3.6 and 4.5 μm Phase Curves of the Highly Irradiated Eccentric Hot Jupiter WASP-14b

October 2015 • 2015ApJ...811..122W

Authors • Wong, Ian • Knutson, Heather A. • Lewis, Nikole K. • Kataria, Tiffany • Burrows, Adam • Fortney, Jonathan J. • Schwartz, Joel • Agol, Eric • Cowan, Nicolas B. • Deming, Drake • Désert, Jean-Michel • Fulton, Benjamin J. • Howard, Andrew W. • Langton, Jonathan • Laughlin, Gregory • Showman, Adam P. • Todorov, Kamen

Abstract • We present full-orbit phase curve observations of the eccentric (e ∼ 0.08) transiting hot Jupiter WASP-14b obtained in the 3.6 and 4.5 μm bands using the Spitzer Space Telescope. We use two different methods for removing the intrapixel sensitivity effect and compare their efficacy in decoupling the instrumental noise.
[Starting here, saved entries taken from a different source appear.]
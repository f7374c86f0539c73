use super::expression::{algorithm_name, distribution_expression, routing_expression};
use super::types::{
    AlgorithmDefinition, AlgorithmProps, DistributionRule, GeneratedTable, ShardingStrategy,
    ShardingTier, TableSpec,
};
use crate::constants::rules::{DATASOURCE_PREFIX, INLINE_ALGORITHM_TYPE};
use crate::error::{Result, ShardingError};
use std::collections::HashSet;
use tracing::{debug, info};

/// 生成单张表的分布规则
pub fn build_distribution_rule(spec: &TableSpec) -> DistributionRule {
    let ds_expr = distribution_expression(DATASOURCE_PREFIX, spec.datasource_count);
    let tb_expr = distribution_expression(&spec.table_name, spec.table_replica_count);

    let table_strategy = (spec.table_replica_count > 1).then(|| {
        ShardingStrategy::standard(
            &spec.sharding_table_column,
            algorithm_name(&spec.table_name, ShardingTier::Table),
        )
    });

    DistributionRule {
        actual_data_nodes: [ds_expr, tb_expr].join("."),
        database_strategy: ShardingStrategy::standard(
            &spec.sharding_datasource_column,
            algorithm_name(&spec.table_name, ShardingTier::Datasource),
        ),
        table_strategy,
    }
}

/// 生成行表达式算法，例如 `ds_${id % 2}`
pub fn build_algorithm(name: &str, column: &str, count: u32) -> AlgorithmDefinition {
    AlgorithmDefinition {
        props: AlgorithmProps {
            algorithm_expression: format!("{name}_${{{}}}", routing_expression(column, count)),
        },
        algorithm_type: INLINE_ALGORITHM_TYPE.to_string(),
    }
}

/// 单次生成过程内累积的表定义
///
/// 每次生成都新建一个实例，不在多次生成之间共享
#[derive(Debug, Default)]
pub struct RuleRegistry {
    tables: Vec<TableSpec>,
    names: HashSet<String>,
}

impl RuleRegistry {
    pub fn new() -> Self {
        Self::default()
    }

    /// 注册一张表，表名重复会导致算法名冲突
    pub fn register(&mut self, spec: TableSpec) -> Result<()> {
        if !self.names.insert(spec.table_name.clone()) {
            return Err(ShardingError::collision(
                algorithm_name(&spec.table_name, ShardingTier::Datasource),
                spec.table_name,
            ));
        }
        debug!("注册表: {}", spec.table_name);
        self.tables.push(spec);
        Ok(())
    }

    pub fn len(&self) -> usize {
        self.tables.len()
    }

    pub fn is_empty(&self) -> bool {
        self.tables.is_empty()
    }

    /// 按注册顺序为每张表生成规则和算法，消耗注册表
    pub fn generate_all(self) -> impl Iterator<Item = GeneratedTable> {
        info!("开始生成 {} 张表的分片规则", self.tables.len());
        self.tables.into_iter().map(|spec| {
            let rule = build_distribution_rule(&spec);
            let table_algorithm = (spec.table_replica_count > 1).then(|| {
                build_algorithm(
                    &spec.table_name,
                    &spec.sharding_table_column,
                    spec.table_replica_count,
                )
            });
            let datasource_algorithm = build_algorithm(
                DATASOURCE_PREFIX,
                &spec.sharding_datasource_column,
                spec.datasource_count,
            );
            GeneratedTable {
                table_name: spec.table_name,
                rule,
                table_algorithm,
                datasource_algorithm,
            }
        })
    }
}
Our measured secondary eclipse depths of 0.1882% ± 0.0048% and 0.2247% ± 0.0086% at 3.6 and 4.5 μm, respectively, are both consistent with a blackbody temperature of 2402 ± 35 K. We place a 2σ upper limit on the nightside flux at 3.6 μm and find it to be 9% ± 1% of the dayside flux, corresponding to a brightness temperature of 1079 K. At 4.5 μm, the minimum planet flux is 30% ± 5% of the maximum flux, corresponding to a brightness temperature of 1380 ± 65 K. We compare our measured phase curves to the predictions of one-dimensional radiative transfer and three-dimensional general circulation models. We find that WASP-14b’s measured dayside emission is consistent with a model atmosphere with equilibrium chemistry and a moderate temperature inversion. These same models tend to overpredict the nightside emission at 3.6 μm, while underpredicting the nightside emission at 4.5 μm. We propose that this discrepancy might be explained by an enhanced global C/O ratio. In addition, we find that the phase curves of WASP-14b (7.8 MJup) are consistent with a much lower albedo than those of other Jovian mass planets with thermal phase curve measurements, suggesting that it may be emitting detectable heat from the deep atmosphere or interior processes.